Built in 1850, 115 Golden Lane housed a button manufacturer on the ground and basement, a clock maker on the upper floors and was part of a terrace of such structures running the length Baltic Street to Aldersgate with detached villas turning onto Golden Lane. By 1910 a sprawling redbrick school had cleared all neighboring industrial buildings as well as some of the private villas eventually annexing 115 Golden into its use until the mid-twentieth century. The school vacated and the building was let as offices to accountants and solicitors serving the adjacent City. Over this time and to meet these changing needs it went from expressing its constituent structural materials of brick, cast iron and timber through an addition of material. Plaster boarded walls, cellular partitions, grid ceilings with integral lighting, and raised floors with blue carpet tiles were introduced. Later, retrofitted cooling units required windows to be screwed shut and others to be replaced with air-tight UPVC frames. Regulations prescribed fire and smoke partitions, and these with previous accumulating elements further diminished the building’s inherent character and quality of space. Leaving its owners with the question of what more they could do to add and update the space to attract tenants.
Following small opening up investigations revealing brickwork, cast iron columns and timber joists a bold strategy was agreed for removing all suspended ceilings, raised floors and any plasterboard wall linings. Almost all of the original walls, columns, beams, joists, noggins and floor boards were intact having been preserved behind the boxing out. Internally and externally the building quite easily expressed its structure of brick piers, cast iron columns and timber beams, and secondary elements. The removal of the UPVC windows also revealing cast iron mullions and transoms.
Expressing the structure’s original materiality and quality of space would require these to remain un-adorned with the standard approaches to meeting building regulations. Working together with an approved Building Inspector and creative Structural, Environmental, Acoustic and Fire Engineers new building technologies, regulations and British Standards were employed to reduce visually intrusive systems. This, in addition to a 20% saving on construction cost, persuaded the building owner to pursue this course.
An advertising agency purchased the building on completion of its shell and core and engaged with the overall philosophy for their fit-out with the ground and basement becoming their main office space. Workstations are set out across the lower level reached from an entry foyer platform spanning to a waxed steel bookcase with integral stair. A steel bridge spans from the bookcase to a glass vitrine meeting room balanced between cast iron columns, adding theatre for visiting clients while maintaining the visual and physical sense of the larger space. An oak lined utility box accommodating wc’s, kitchen and store sits under the foyer. The concept is repeated on the upper levels.

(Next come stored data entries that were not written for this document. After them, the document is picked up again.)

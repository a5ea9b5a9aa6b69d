//! Identity verification: do two frames show the same person?

use crate::detector::FaceDetect;
use crate::outcome::{DistanceMetric, Failure, Verification, VerificationOutcome};
use crate::recognizer::FaceEmbed;
use crate::types::{Embedding, PixelBuffer};

/// Compares the primary face of two frames against a decision threshold.
#[derive(Debug, Clone, Copy)]
pub struct FaceVerifier {
    metric: DistanceMetric,
    threshold: f32,
}

impl Default for FaceVerifier {
    fn default() -> Self {
        Self::with_metric(DistanceMetric::default())
    }
}

impl FaceVerifier {
    pub fn new(metric: DistanceMetric, threshold: f32) -> Self {
        Self { metric, threshold }
    }

    /// Verifier using the model's default decision boundary for `metric`.
    pub fn with_metric(metric: DistanceMetric) -> Self {
        Self::new(metric, metric.default_threshold())
    }

    pub fn threshold(&self) -> f32 {
        self.threshold
    }

    /// Distance between two embeddings under the configured metric.
    pub fn distance(&self, a: &Embedding, b: &Embedding) -> f32 {
        match self.metric {
            DistanceMetric::Cosine => 1.0 - a.similarity(b),
            DistanceMetric::EuclideanL2 => a.normalized().euclidean_distance(&b.normalized()),
        }
    }

    /// A frame without a detectable face yields `Error(NoFaceDetected)`, never `NoMatch`.
    pub fn verify<D, E>(
        &self,
        detector: &mut D,
        embedder: &mut E,
        captured: &PixelBuffer,
        reference: &PixelBuffer,
    ) -> VerificationOutcome
    where
        D: FaceDetect + ?Sized,
        E: FaceEmbed + ?Sized,
    {
        let scored = embed_primary(detector, embedder, captured, "captured").and_then(|live| {
            let enrolled = embed_primary(detector, embedder, reference, "reference")?;
            Ok(self.score(&live, &enrolled))
        });

        match scored {
            Ok(verification) if verification.distance <= verification.threshold => {
                VerificationOutcome::Match(verification)
            }
            Ok(verification) => VerificationOutcome::NoMatch(verification),
            Err(failure) => VerificationOutcome::Error(failure),
        }
    }

    fn score(&self, live: &Embedding, enrolled: &Embedding) -> Verification {
        let distance = self.distance(live, enrolled);
        tracing::debug!(
            distance,
            threshold = self.threshold,
            metric = ?self.metric,
            "compared embeddings"
        );
        Verification {
            distance,
            threshold: self.threshold,
            metric: self.metric,
        }
    }
}

/// Embed the highest-confidence face in `image`.
fn embed_primary<D, E>(
    detector: &mut D,
    embedder: &mut E,
    image: &PixelBuffer,
    role: &'static str,
) -> Result<Embedding, Failure>
where
    D: FaceDetect + ?Sized,
    E: FaceEmbed + ?Sized,
{
    let faces = detector.detect(image)?;
    let Some(face) = faces.first() else {
        tracing::debug!(role, width = image.width(), height = image.height(), "no face in frame");
        return Err(Failure::no_face());
    };
    tracing::trace!(role, confidence = face.confidence, faces = faces.len(), "primary face selected");
    Ok(embedder.extract(image, face)?)
}

#[cfg(test)]
mod tests {
    use super::*;
    use crate::outcome::FailureKind;
    use crate::testing::{blank, portrait_with_patch, MeanColorEmbedder, PatchDetector};

    const PERSON_X: [u8; 3] = [200, 160, 140];
    const PERSON_Y: [u8; 3] = [60, 90, 200];

    fn emb(values: Vec<f32>) -> Embedding {
        Embedding { values, model_version: None }
    }

    fn run(verifier: &FaceVerifier, a: &PixelBuffer, b: &PixelBuffer) -> VerificationOutcome {
        verifier.verify(&mut PatchDetector::default(), &mut MeanColorEmbedder, a, b)
    }

    #[test]
    fn test_identical_frames_match() {
        let a = portrait_with_patch(PERSON_X);
        let outcome = run(&FaceVerifier::default(), &a, &a);
        assert!(outcome.is_match(), "{outcome:?}");
        assert!(outcome.verification().unwrap().distance.abs() < 1e-5);
    }

    #[test]
    fn test_different_people_do_not_match() {
        let outcome = run(
            &FaceVerifier::default(),
            &portrait_with_patch(PERSON_X),
            &portrait_with_patch(PERSON_Y),
        );
        assert!(matches!(outcome, VerificationOutcome::NoMatch(_)), "{outcome:?}");
    }

    #[test]
    fn test_blank_reference_is_error_not_mismatch() {
        let outcome = run(&FaceVerifier::default(), &portrait_with_patch(PERSON_X), &blank());
        let failure = outcome.failure().expect("error outcome");
        assert_eq!(failure.kind, FailureKind::NoFaceDetected);
        assert_eq!(failure.reason, "no face detected");
    }

    #[test]
    fn test_blank_captured_is_error() {
        let outcome = run(&FaceVerifier::default(), &blank(), &portrait_with_patch(PERSON_X));
        assert_eq!(outcome.failure().map(|f| f.kind), Some(FailureKind::NoFaceDetected));
    }

    #[test]
    fn test_threshold_is_inclusive() {
        let a = portrait_with_patch(PERSON_X);
        let b = portrait_with_patch(PERSON_Y);
        let measured = run(&FaceVerifier::default(), &a, &b);
        let distance = measured.verification().unwrap().distance;

        let outcome = run(&FaceVerifier::new(DistanceMetric::Cosine, distance), &a, &b);
        assert!(outcome.is_match(), "distance equal to threshold must match: {outcome:?}");
    }

    #[test]
    fn test_euclidean_l2_verify() {
        let verifier = FaceVerifier::with_metric(DistanceMetric::EuclideanL2);
        let a = portrait_with_patch(PERSON_X);
        let same = run(&verifier, &a, &a);
        assert!(same.is_match(), "{same:?}");
        assert_eq!(same.verification().unwrap().metric, DistanceMetric::EuclideanL2);

        // Centred mean colours of X and Y point apart: distance ~1.8 > 1.13.
        let different = run(&verifier, &a, &portrait_with_patch(PERSON_Y));
        let VerificationOutcome::NoMatch(v) = &different else {
            panic!("expected NoMatch, got {different:?}");
        };
        assert!((v.threshold - 1.13).abs() < 1e-6);
        assert!(v.distance > v.threshold);
    }

    #[test]
    fn test_backend_failure_is_reported() {
        struct Broken;
        impl FaceEmbed for Broken {
            fn extract(&mut self, _: &PixelBuffer, _: &crate::types::BoundingBox) -> Result<Embedding, crate::recognizer::RecognizerError> {
                Err(crate::recognizer::RecognizerError::InferenceFailed("session poisoned".into()))
            }
        }
        let a = portrait_with_patch(PERSON_X);
        let outcome = FaceVerifier::default().verify(&mut PatchDetector::default(), &mut Broken, &a, &a);
        let failure = outcome.failure().expect("error outcome");
        assert_eq!(failure.kind, FailureKind::Backend);
        assert!(failure.reason.contains("session poisoned"));
    }

    #[test]
    fn test_cosine_distance() {
        let v = FaceVerifier::with_metric(DistanceMetric::Cosine);
        assert!(v.distance(&emb(vec![1.0, 0.0]), &emb(vec![1.0, 0.0])).abs() < 1e-6);
        assert!((v.distance(&emb(vec![1.0, 0.0]), &emb(vec![0.0, 1.0])) - 1.0).abs() < 1e-6);
        assert!((v.threshold() - 0.68).abs() < 1e-6);
    }

    #[test]
    fn test_euclidean_l2_distance_normalizes() {
        let v = FaceVerifier::with_metric(DistanceMetric::EuclideanL2);
        // Same direction, different magnitude: distance 0 after normalisation.
        assert!(v.distance(&emb(vec![3.0, 4.0]), &emb(vec![6.0, 8.0])).abs() < 1e-6);
        assert!((v.distance(&emb(vec![1.0, 0.0]), &emb(vec![0.0, 1.0])) - 2f32.sqrt()).abs() < 1e-6);
        assert!((v.threshold() - 1.13).abs() < 1e-6);
    }
}
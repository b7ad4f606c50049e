//! skillventory CLI - run and maintain the skill inventory service
//!
//! Subcommands:
//! - `serve`: run the HTTP API
//! - `migrate`: create the database and tables
//! - `completions`: generate shell completion scripts

use anyhow::{Context, Result};
use clap::{Parser, Subcommand, ValueEnum};

mod commands;
mod tracing_setup;

use tracing_setup::TracingConfig;

#[derive(Parser, Debug)]
#[command(
    name = "skillventory",
    author,
    version,
    about = "Track your skills and how confident you are in each one",
    long_about = "Skillventory keeps an inventory of skills and a self-assessed confidence \
                  level for each, stored in SQLite and served over a small REST API."
)]
struct Cli {
    /// Enable debug logging (RUST_LOG takes precedence)
    #[arg(long, global = true)]
    debug: bool,

    /// Export traces over OTLP (requires the telemetry feature)
    #[arg(long, global = true)]
    otel: bool,

    #[command(subcommand)]
    command: Commands,
}

#[derive(Subcommand, Debug)]
enum Commands {
    /// Run the HTTP API server
    Serve(commands::serve::ServeArgs),
    /// Create the database file and tables, then exit
    Migrate(commands::migrate::MigrateArgs),
    /// Generate shell completion scripts
    Completions(CompletionsArgs),
}

#[derive(Parser, Debug)]
struct CompletionsArgs {
    /// Shell to generate completions for
    #[arg(value_enum)]
    shell: Shell,
}

#[derive(ValueEnum, Debug, Clone, Copy)]
#[allow(clippy::enum_variant_names)] // PowerShell is a proper noun, not a suffix
enum Shell {
    Bash,
    Zsh,
    Fish,
    PowerShell,
    Elvish,
}

#[tokio::main]
async fn main() -> Result<()> {
    let cli = Cli::parse();

    // A missing .env is fine; a malformed one is not
    match dotenvy::dotenv() {
        Ok(_) => {}
        Err(err) if err.not_found() => {}
        Err(err) => return Err(err).context("Failed to load .env"),
    }

    if let Err(err) = tracing_setup::init(&TracingConfig {
        debug: cli.debug,
        otel: cli.otel,
    }) {
        eprintln!("warning: logging not initialized: {err:#}");
    }

    let result = match cli.command {
        Commands::Serve(args) => commands::run_serve(args).await,
        Commands::Migrate(args) => commands::run_migrate(args).await,
        Commands::Completions(args) => run_completions(args),
    };

    tracing_setup::shutdown_otel();
    result
}

fn run_completions(args: CompletionsArgs) -> Result<()> {
    use clap::CommandFactory;
    use clap_complete::{generate, Shell as CompletionShell};
    use std::io;

    let mut cmd = Cli::command();
    let bin_name = cmd.get_name().to_string();

    let shell = match args.shell {
        Shell::Bash => CompletionShell::Bash,
        Shell::Zsh => CompletionShell::Zsh,
        Shell::Fish => CompletionShell::Fish,
        Shell::PowerShell => CompletionShell::PowerShell,
        Shell::Elvish => CompletionShell::Elvish,
    };

    generate(shell, &mut cmd, bin_name, &mut io::stdout());

    Ok(())
}
impl TryFrom<SkillRow> for Skill {
    type Error = DbError;

    fn try_from(row: SkillRow) -> Result<Self, Self::Error> {
        let level_of_confidence = row
            .level_of_confidence
            .parse::<LevelOfConfidence>()
            .map_err(|e| DbError::Corrupt {
                table: "skill",
                reason: e.to_string(),
            })?;

        Ok(Skill {
            skill_id: row.skill_id,
            skill_name: row.skill_name,
            level_of_confidence,
        })
    }
}

/// Database error type
#[derive(Debug, thiserror::Error)]
pub enum DbError {
    #[error("database error: {0}")]
    Sqlx(#[from] sqlx::Error),

    #[error("skill '{name}' already exists")]
    DuplicateName { name: String },

    #[error("corrupt row in {table}: {reason}")]
    Corrupt { table: &'static str, reason: String },
}

/// Column touched by an update
#[derive(Debug, Clone, Copy, PartialEq, Eq)]
pub enum SkillField {
    Name,
    Level,
}

impl SkillField {
    pub fn as_str(&self) -> &'static str {
        match self {
            Self::Name => "skill_name",
            Self::Level => "level_of_confidence",
        }
    }
}

/// Result of an update request
#[derive(Debug, Clone, PartialEq, Eq)]
pub enum UpdateOutcome {
    /// No skill with that id; nothing written
    Absent,
    /// Every requested value matched the stored one; nothing written
    Unchanged(Skill),
    /// At least one column written
    Updated { skill: Skill, fields: Vec<SkillField> },
}

impl UpdateOutcome {
    /// Current state of the record, if it exists.
    pub fn into_skill(self) -> Option<Skill> {
        match self {
            Self::Absent => None,
            Self::Unchanged(skill) | Self::Updated { skill, .. } => Some(skill),
        }
    }

    /// Number of column writes issued.
    pub fn writes(&self) -> usize {
        match self {
            Self::Updated { fields, .. } => fields.len(),
            _ => 0,
        }
    }
}

/// Skill repository
pub struct SkillRepo<'a> {
    pool: &'a SqlitePool,
}
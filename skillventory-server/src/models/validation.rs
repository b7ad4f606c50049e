//! Validation error types

use std::fmt;

/// Validation error for domain models
#[derive(Debug, Clone, PartialEq, Eq)]
pub enum ValidationError {
    /// Field is empty when it shouldn't be
    Empty { field: &'static str },

    /// Field exceeds maximum length
    TooLong { field: &'static str, max: usize },

    /// String doesn't match required format
    InvalidFormat { field: &'static str, reason: &'static str },

    /// Invalid enum variant
    InvalidVariant { field: &'static str, value: String },
}

impl fmt::Display for ValidationError {
    fn fmt(&self, f: &mut fmt::Formatter<'_>) -> fmt::Result {
        match self {
            Self::Empty { field } => write!(f, "{} cannot be empty", field),
            Self::TooLong { field, max } => {
                write!(f, "{} exceeds maximum length of {} characters", field, max)
            }
            Self::InvalidFormat { field, reason } => {
                write!(f, "{}: {}", field, reason)
            }
            Self::InvalidVariant { field, value } => {
                write!(f, "invalid {} value: '{}'", field, value)
            }
        }
    }
}

impl std::error::Error for ValidationError {}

Externally the principle interventions involved repainting timber windows casements, removing paint from stonework and cast iron, replacing recent aluminum and UPVC doors and windows, and the incorporation of a replacement rear extension over the original light well that had previously been built across blocking daylight from the south yard. Key to the expression of these external interventions was our interpretation of Victorian cast iron decorative vent grilles and screens. Working closely with the steel fabricator, we developed a hot bronze finished laser cut pattern that lends itself to a variation of texture and perforation able to breakdown from the solidity of a defensive gate to brise soliel. The two entry points are given a given a deeper threshold through ‘placed’ bronze entry portals, in themselves slowing the transition from the street, while emphasizing the ability to remove and replace all new elements with future changing needs. We were also commissioned to design desks, work benches, plan chests, some storage units and an occasional chair for the interiors.